College of Pharmacy
The overall goal of this project is to elucidate the role of protein prenylation, a key posttranslational lipid modification of proteins, in the pathogenesis of Alzheimer’s disease (AD). Protein prenylation is catalyzed by farnesyltransferase (FT) and geranylgeranyltransferase-1 (GGT) and -2. These enzymes attach short-chain lipid molecules called isoprenoids including farnesylpyrophosphate (FPP) and geranylgeranyl pyrophosphate (GGPP), to proteins that have CAAX motif at their C-terminus, facilitating the anchoring of the proteins to cell membranes and their proper functions. The superfamily of small GTPases, including Ras, Rho, and Rab superfamilies, is the most extensively studied group of proteins that undergo prenylation, which affect their intracellular trafficking, subcellular organization, and interactions with their downstream effectors. Small GTPases function as molecular switches in multiple signaling pathways and regulate a wide range of cellular processes. Emerging evidence indicates that protein prenylation plays an important role in the pathogenic process of AD. Studies in vitro studies and in animal models have demonstrated that modulation of isoprenoid production and protein prenylation using pharmacological or genetic approaches influences metabolism/deposition of Aβ and tau, synaptic plasticity, and cognitive function. However, only few small-scale genetic studies have been performed on protein prenylation-related pathways in the brains of clinically diagnosed AD patients. Moreover, the scope of dysregulation of protein prenylation among various substrate proteins in AD has not been thoroughly investigated.

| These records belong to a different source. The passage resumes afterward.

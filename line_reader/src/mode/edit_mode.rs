// Copyright (c) 2025 R3BL LLC. Licensed under Apache License, Version 2.0.

use serde::{Deserialize, Serialize};
use strum_macros::{Display, EnumIter, EnumString};

use crate::{PendingOperator, keymap_names};

/// The active editing state. Exactly one is current at any time.
#[derive(
    Clone, Copy, Debug, Default, PartialEq, Eq, Hash, Display, EnumString, EnumIter, Serialize, Deserialize,
)]
#[strum(serialize_all = "SCREAMING_SNAKE_CASE")]
pub enum EditMode {
    #[default]
    Emacs,
    ViInsert,
    ViCommand,
    ViOperatorPending,
    Visual,
    Menu,
}

impl EditMode {
    /// Keymaps consulted in this mode after `main`, highest priority first.
    #[must_use]
    pub fn keymap_layers(self) -> &'static [&'static str] {
        match self {
            EditMode::Emacs => &[keymap_names::EMACS],
            EditMode::ViInsert => &[keymap_names::VIINS],
            EditMode::ViCommand => &[keymap_names::VICMD],
            EditMode::ViOperatorPending => &[keymap_names::VIOPP, keymap_names::VICMD],
            EditMode::Visual => &[keymap_names::VISUAL, keymap_names::VICMD],
            EditMode::Menu => &[keymap_names::MENU],
        }
    }

    #[must_use]
    pub fn is_vi(self) -> bool {
        matches!(
            self,
            EditMode::ViInsert | EditMode::ViCommand | EditMode::ViOperatorPending | EditMode::Visual
        )
    }

    /// The mode selected by a keymap name, for [`crate::LineReader::set_keymap`].
    #[must_use]
    pub fn from_keymap_name(name: &str) -> Option<Self> {
        Some(match name {
            keymap_names::EMACS => EditMode::Emacs,
            keymap_names::VIINS => EditMode::ViInsert,
            keymap_names::VICMD => EditMode::ViCommand,
            keymap_names::VIOPP => EditMode::ViOperatorPending,
            keymap_names::VISUAL => EditMode::Visual,
            keymap_names::MENU => EditMode::Menu,
            _ => return None,
        })
    }

    /// Name of the keymap this mode is known by.
    #[must_use]
    pub fn keymap_name(self) -> &'static str { self.keymap_layers()[0] }
}

/// Holds the current mode, the mode that `menu` returns to, and the vi operator
/// waiting for a motion.
#[derive(Clone, Debug, Default, PartialEq, Eq)]
pub struct ModeController {
    mode: EditMode,
    /// Where to go back to when the completion menu closes.
    before_menu: Option<EditMode>,
    pub pending_operator: Option<PendingOperator>,
}

impl ModeController {
    #[must_use]
    pub fn new(mode: EditMode) -> Self {
        Self {
            mode,
            before_menu: None,
            pending_operator: None,
        }
    }

    #[must_use]
    pub fn mode(&self) -> EditMode { self.mode }

    /// Switch mode. Leaving operator pending mode drops the pending operator; entering
    /// the menu remembers where to return.
    pub fn set_mode(&mut self, mode: EditMode) {
        if mode == self.mode {
            return;
        }
        if mode == EditMode::Menu {
            self.before_menu = Some(self.mode);
        }
        if mode != EditMode::ViOperatorPending {
            self.pending_operator = None;
        }
        tracing::debug!(message = "mode transition", from = %self.mode, to = %mode);
        self.mode = mode;
    }

    /// Leave the menu for the mode it was entered from.
    pub fn exit_menu(&mut self) {
        if self.mode == EditMode::Menu {
            let back = self.before_menu.take().unwrap_or_default();
            self.set_mode(back);
        }
    }

    /// The mode the menu returns to, or the current mode outside of the menu.
    #[must_use]
    pub fn base_mode(&self) -> EditMode {
        match self.mode {
            EditMode::Menu => self.before_menu.unwrap_or_default(),
            other => other,
        }
    }

    /// Start waiting for a motion.
    pub fn begin_operator(&mut self, pending: PendingOperator) {
        self.set_mode(EditMode::ViOperatorPending);
        self.pending_operator = Some(pending);
    }

    /// Take the pending operator and go back to vi command mode.
    pub fn finish_operator(&mut self) -> Option<PendingOperator> {
        let pending = self.pending_operator.take();
        self.set_mode(EditMode::ViCommand);
        pending
    }
}

#[cfg(test)]
mod tests {
    use super::*;
    use crate::ViOperator;
    use pretty_assertions::assert_eq;

    #[test]
    fn test_menu_returns_to_previous_mode() {
        let mut controller = ModeController::new(EditMode::ViInsert);
        controller.set_mode(EditMode::Menu);
        assert_eq!(controller.base_mode(), EditMode::ViInsert);
        controller.exit_menu();
        assert_eq!(controller.mode(), EditMode::ViInsert);
    }

    #[test]
    fn test_leaving_operator_pending_drops_operator() {
        let mut controller = ModeController::new(EditMode::ViCommand);
        controller.begin_operator(PendingOperator {
            operator: ViOperator::Delete,
            start: 3,
            count: 1,
            register: None,
        });
        assert_eq!(controller.mode(), EditMode::ViOperatorPending);
        controller.set_mode(EditMode::ViCommand);
        assert_eq!(controller.pending_operator, None);
    }

    #[test]
    fn test_layers() {
        assert_eq!(EditMode::Visual.keymap_layers(), &["visual", "vicmd"]);
        assert_eq!(EditMode::from_keymap_name("viins"), Some(EditMode::ViInsert));
        assert_eq!(EditMode::from_keymap_name("main"), None);
    }
}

MSI resources are required to to accomplish a sub-aim of the project, identifying associations between genetic changes of genes pertinent to protein prenylation or prenylated proteins and AD pathology. In preliminary studies using immunoblot assay in postmortem human brain samples from the ROS cohort, the researchers found that prenylated H-Ras/Rac1/Cdc42 were elevated in brains from both mild cognitive impairment (MCI) and AD groups, suggesting upregulation of prenylation in the early stage of AD pathogenesis. This increase in prenylated form of selected proteins were accompanied by the elevation of FT an GGT. However, studying a wide range of small GTPases prenylation in AD using immunoblot assay is challenging, and targeted pathway analysis is limited by the availability of validated antibodies. Therefore, to further investigate the relationship between prenylation and AD throughout the disease progression in a systemic manner, the researchers plan to perform differential gene expression analysis on target genes that are involved in isoprenoid synthesis, protein prenylation and small GTPases signal transduction pathways using the ROSMAP bulk RNA-Seq database. Any identified differentially expressed genes will be correlated with patients’ cognitive diagnosis and pathology measures such as plaques, tangles, and cerebral amyloid angiopathy to further dissect the role of prenylation in the pathogenic process of AD. This approach will allow the group not only to evaluate the overall changes in prenylation dynamics, but to identify AD pathology-associated downstream signaling pathways which then can be exploited for therapeutic development.